Segment Open

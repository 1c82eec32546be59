//! CLI interface for Relay
//!
//! This module provides the command-line interface using clap's derive API.
//! It defines all commands and global flags for running the router agent.

use clap::{Parser, Subcommand};
use std::path::PathBuf;

/// Relay multi-agent query router
///
/// Routes each query through translation, conversation memory, web search
/// and answer synthesis agents, degrading gracefully when any of them fail.
#[derive(Parser, Debug)]
#[command(name = "relay")]
#[command(version, about, long_about = None)]
pub struct Cli {
    /// Output in JSON format
    #[arg(long, global = true)]
    pub json: bool,

    /// Set log level (error, warn, info, debug, trace)
    #[arg(long, global = true, value_name = "LEVEL")]
    pub log: Option<String>,

    /// Specify alternate configuration file
    #[arg(long, global = true, value_name = "PATH")]
    pub config: Option<PathBuf>,

    #[command(subcommand)]
    pub command: Command,
}

/// Available commands
#[derive(Subcommand, Debug)]
pub enum Command {
    /// Run the router agent HTTP service
    Serve,

    /// Run one query through the pipeline and print the answer
    Ask {
        /// The query to answer
        query: String,

        /// Also print the intermediate pipeline state
        #[arg(long)]
        trace: bool,
    },

    /// Check that every downstream agent publishes its agent card
    Agents,

    /// Manage configuration
    Config {
        #[command(subcommand)]
        action: ConfigAction,
    },
}

/// Configuration actions
#[derive(Subcommand, Debug)]
pub enum ConfigAction {
    /// Show the effective configuration
    Show,

    /// Print the configuration file location
    Path,
}

#[cfg(test)]
mod tests {
    use super::*;

    #[test]
    fn test_cli_parsing() {
        let cli = Cli::parse_from(["relay", "serve"]);
        assert!(matches!(cli.command, Command::Serve));
        assert!(!cli.json);
        assert!(cli.log.is_none());
        assert!(cli.config.is_none());
    }

    #[test]
    fn test_global_flags() {
        let cli = Cli::parse_from(["relay", "--json", "--log", "debug", "agents"]);
        assert!(cli.json);
        assert_eq!(cli.log, Some("debug".to_string()));
    }

    #[test]
    fn test_ask_command() {
        let cli = Cli::parse_from(["relay", "ask", "Quel temps fait-il?", "--trace"]);
        if let Command::Ask { query, trace } = cli.command {
            assert_eq!(query, "Quel temps fait-il?");
            assert!(trace);
        } else {
            panic!("Expected Ask command");
        }
    }

    #[test]
    fn test_config_show() {
        let cli = Cli::parse_from(["relay", "--config", "/tmp/relay.toml", "config", "show"]);
        assert!(matches!(
            cli.command,
            Command::Config {
                action: ConfigAction::Show
            }
        ));
        assert_eq!(cli.config, Some(PathBuf::from("/tmp/relay.toml")));
    }
}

Segment Closed

TASK TO CARRY OUT | Every line from the top of the material above through the line holding "alternate configuration file" should be reproduced word for word, and nothing beyond it.

EXERCISE ANSWER |
repository 1c82eec32546be59
//! CLI interface for Relay
//!
//! This module provides the command-line interface using clap's derive API.
//! It defines all commands and global flags for running the router agent.

use clap::{Parser, Subcommand};
use std::path::PathBuf;

/// Relay multi-agent query router
///
/// Routes each query through translation, conversation memory, web search
/// and answer synthesis agents, degrading gracefully when any of them fail.
#[derive(Parser, Debug)]
#[command(name = "relay")]
#[command(version, about, long_about = None)]
pub struct Cli {
    /// Output in JSON format
    #[arg(long, global = true)]
    pub json: bool,

    /// Set log level (error, warn, info, debug, trace)
    #[arg(long, global = true, value_name = "LEVEL")]
    pub log: Option<String>,

    /// Specify alternate configuration file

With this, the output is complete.